In this case, the assessee, a substantial shareholder in a closely held company, let out his flat to the company and also permitted it to place it on mortgage. In consideration, the company passed a resolution authorizing the assessee to obtain from the company an interest-free deposit up to Rs.50 lakhs. He also received an amount by way of “security deposit”. The AO assessed the said “advances/ deposits” as “deemed dividend” u/s 2(22)(e). The CIT (A) deleted the addition though the Tribunal upheld it.

On appeal by the assessee,

HELD reversing the Tribunal:

The phrase “by way of advance or loan” s. 2(22)(e) must be construed to mean  those advances or loans which a shareholder enjoys simply on account of being a person who is the beneficial owner of shares. If such loan or advance is given to such share holder as a consequence of any further consideration received from the shareholder, then such advance or loan cannot
be said to be “deemed dividend” u/s 2(22)(e). Thus, while gratuitous loan or advance given by a company to a substantial shareholder comes within the purview of s. 2(22)(e), a case where the loan or advance is given in return to  an advantage conferred upon the company by the share holder does not. On facts, as the advance was in lieu of the company being permitted to mortgage the assessee’s flat, it was not “gratuitous” and so not assessable as “deemed dividend” (Creative Dyeing 318 ITR 476 (Del) &NagindasKapadia 177 ITR 393 (Bom) followed).

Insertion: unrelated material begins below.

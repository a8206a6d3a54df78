mod loader;
mod types;

pub use loader::{CONFIG_FILE, load, load_file};
pub use types::Config;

Section 2(22)(e)-Whether loan given to a shareholder who has given personal guarantee and collateral security to third party to enable company to avail of credit facilities is assessable as dividend. ?
Held-No
ACIT vs. G. Sreevidya (ITAT Chennai ITA 1270/Mds/2011)
“By virtue of offering personal guarantee and collateral security for the benefit of the company, the liquidity position of the assessee had gone down. In the strict sense if it is to be construed the amount forwarded by the company to the
assessee was not in the shape of advances or loans. The arrangement between the assessee and the company was merely for the sake of convenience arising out of business expediency. In the facts and circumstances of the case, it is not appropriate to hold that the amount withdrawn by the assessee partakes the character of deemed dividend under the provisions of section 2(22)(e) of the Act. It is a well settled law that loan or advance given to a shareholder by a company in which public is not substantially interested and which had accumulated profits, the amount advanced as loan to such shareholder is deemed to be dividend as
per the provisions of section 2(22)(e) of the Act. However, the facts and circumstances of each case have to be scrutinized before applying the ratio of the cases holding above well settled law.”